The Washington Post solicited comment from every school district in the state, and most had no initial comment. But in Northern Virginia, the initial response from several districts was strongly negative.
Virginia politics have tried to restrict the rights of transgender students
Alexandria City Public School leaders pledged to maintain their commitment to “gender-affirming policies” for all students.
“We are concerned about these ‘model policies’ which do not align with our mission, vision and core values to support all students and staff, in particular, our core value of ensuring that we provide a welcoming environment for all world in our school community,” reads a letter to staff and families from District School Board Chair Meagan L. Alderton and Acting Superintendent of Schools Melanie Kay-Wyatt.
Falls Church City Public Schools also suggested he might resist. In a statement to the community, the leaders said they wanted to “assure our community that we value and support every student in our care.” They wrote that the district is committed to upholding Virginia’s human rights law and case law which requires “respecting the gender identity of transgender students like any other student.”

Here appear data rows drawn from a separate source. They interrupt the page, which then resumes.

//! Structured Logging Setup via tracing-subscriber
//!
//! Konfigurierbar per Umgebungsvariable:
//! - `NR_LOG_LEVEL`: Log-Level oder Filter-Direktive, Standard: Konfigurationswert
//! - `NR_LOG_FORMAT`: Format (text/json), Standard: Konfigurationswert

use tracing_subscriber::{fmt, EnvFilter};

/// Initialisiert das Logging-System.
///
/// Umgebungsvariablen haben Vorrang vor den uebergebenen Werten.
/// Faellt auf `info` / `text` zurueck falls beides ungueltig ist.
pub fn logging_initialisieren(level: &str, format: &str) {
    let filter = EnvFilter::try_from_env("NR_LOG_LEVEL")
        .or_else(|_| EnvFilter::try_new(level))
        .unwrap_or_else(|_| EnvFilter::new("info"));

    let format_env = std::env::var("NR_LOG_FORMAT").unwrap_or_else(|_| format.to_string());

    match format_env.as_str() {
        "json" => {
            fmt()
                .json()
                .with_env_filter(filter)
                .with_target(true)
                .with_thread_ids(true)
                .with_current_span(true)
                .init();
        }
        _ => {
            fmt().with_env_filter(filter).with_target(true).init();
        }
    }
}

/// Validiert ob ein Log-Level-String gueltig ist.
pub fn log_level_gueltig(level: &str) -> bool {
    matches!(level, "trace" | "debug" | "info" | "warn" | "error")
}

/// Validiert ob ein Log-Format-String gueltig ist.
pub fn log_format_gueltig(format: &str) -> bool {
    matches!(format, "text" | "json")
}

#[cfg(test)]
mod tests {
    use super::*;

    #[test]
    fn log_level_gueltige_werte() {
        for level in ["trace", "debug", "info", "warn", "error"] {
            assert!(log_level_gueltig(level), "{level} muss gueltig sein");
        }
    }

    #[test]
    fn log_level_ungueltige_werte() {
        assert!(!log_level_gueltig("verbose"));
        assert!(!log_level_gueltig("INFO")); // Gross-/Kleinschreibung
        assert!(!log_level_gueltig(""));
    }

    #[test]
    fn log_format_werte() {
        assert!(log_format_gueltig("text"));
        assert!(log_format_gueltig("json"));
        assert!(!log_format_gueltig("xml"));
        assert!(!log_format_gueltig("JSON"));
    }
}
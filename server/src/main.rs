//! Notruf Server – Einstiegspunkt
//!
//! Laedt die Konfiguration, initialisiert das Logging und startet den Server.

use anyhow::Result;
use notruf_server::{config::ServerConfig, Server};

#[tokio::main]
async fn main() -> Result<()> {
    // Konfigurationsdatei-Pfad aus Umgebungsvariable oder Standard
    let config_pfad = std::env::var("NOTRUF_CONFIG").unwrap_or_else(|_| "config.toml".into());

    // Konfiguration laden (Standardwerte falls Datei fehlt)
    let config = ServerConfig::laden(&config_pfad)?;

    notruf_observability::logging_initialisieren(&config.logging.level, &config.logging.format);

    tracing::info!(
        version = env!("CARGO_PKG_VERSION"),
        config = %config_pfad,
        "Notruf Server wird initialisiert"
    );

    Server::neu(config).starten().await
}
//! Fehlertypen fuer den Signaling-Service

use notruf_core::NotrufError;
use thiserror::Error;

/// Fehlertyp fuer den Signaling-Service
///
/// Kein Fehler verlaesst den Handler der ihn ausgeloest hat; die Varianten
/// dienen der Protokollierung und der Entscheidung, ob der Absender eine
/// Rueckmeldung bekommt.
#[derive(Debug, Error)]
pub enum SignalingError {
    /// IO-Fehler (Socket, Listener)
    #[error("IO-Fehler: {0}")]
    Io(#[from] std::io::Error),

    /// Fehler aus notruf-core
    #[error(transparent)]
    Core(#[from] NotrufError),

    /// Protokollfehler (ungueltiges Ereignis, fehlendes Pflichtfeld)
    #[error("Protokollfehler: {0}")]
    Protokoll(String),

    /// Ziel nicht gefunden (User nicht online, Verbindung unbekannt)
    #[error("Nicht gefunden: {0}")]
    NichtGefunden(String),

    /// Signaling-Schritt passt zu keiner offenen Anrufsitzung
    #[error("Ungueltiger Anruf-Uebergang: {0}")]
    UngueltigerUebergang(String),

    /// Senden an Client fehlgeschlagen (Queue voll oder geschlossen)
    #[error("Senden fehlgeschlagen")]
    SendFehler,
}

impl SignalingError {
    /// Erstellt einen Protokollfehler
    pub fn protokoll(msg: impl Into<String>) -> Self {
        Self::Protokoll(msg.into())
    }

    /// Erstellt einen Uebergangsfehler
    pub fn uebergang(msg: impl Into<String>) -> Self {
        Self::UngueltigerUebergang(msg.into())
    }
}

/// Result-Typ fuer den Signaling-Service
pub type SignalingResult<T> = Result<T, SignalingError>;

A similar statement came from Arlington Public Schools, along with a link to resources for LGBTQ youth and ensuring that existing non-discrimination policies remain in effect.
Other districts said they were awaiting further guidance from the state, and some suggested they would comply with any guidance issued.
“Pulaski County Public Schools maintains the position of always complying with state law and incorporating policies and procedures as directed by the Virginia Department of Education,” said Kevin W. Siers, division superintendent for the district. “This is how we arrived at our current policy and the guiding principle by which we will make future adjustments.”
The new policy is a reversal of a statewide order put in place just two years ago by Youngkin’s Democratic predecessor, Gov. Ralph Northam. His version required that transgender students have access to restrooms, locker rooms, and locker rooms that matched their gender identity. The guidelines also stated that schools allow transgender students to participate in school programs consistent with their gender identity, and required that districts and teachers accept and use students’ pronoun and gender identity, without question.
Culpeper County Public Schools said in response to questions that the district was already in compliance with the new rules and never adopted Northam’s guidelines in the first place, said Division Superintendent Anthony S. Brads in an email.
He said teachers and staff are required to refer to students by the names and pronouns listed on the class lists and if a family wants to change this, the student and at least one parent must apply to the School principal. He said transgender students have access to the restroom if they “consistently and truthfully present a gender” and if confirmed by at least one parent or legal guardian.
A Stafford County Public Schools official, James Stemple, said his district already requires a gender support plan for transgender students, which must be initiated by parents or guardians.
And a Chesapeake Public Schools spokesperson said the district is reviewing the new guidelines and “will submit proposed amendments for board approval if warranted.”
At Martinsville City Public Schools, spokesperson Callie Hietala said the district allows transgender students to use school facilities and participate in sports based on their gender identity, and that teachers use names and students’ favorite pronouns. Students can initiate changes to their names or pronouns, and teachers are not required to notify parents if this occurs.
She did not indicate what will happen next.
“Whether our current policies change or not is up to our school board to decide,” she said. “We will respect the decisions they make.”
Hannah Natanson contributed to this report.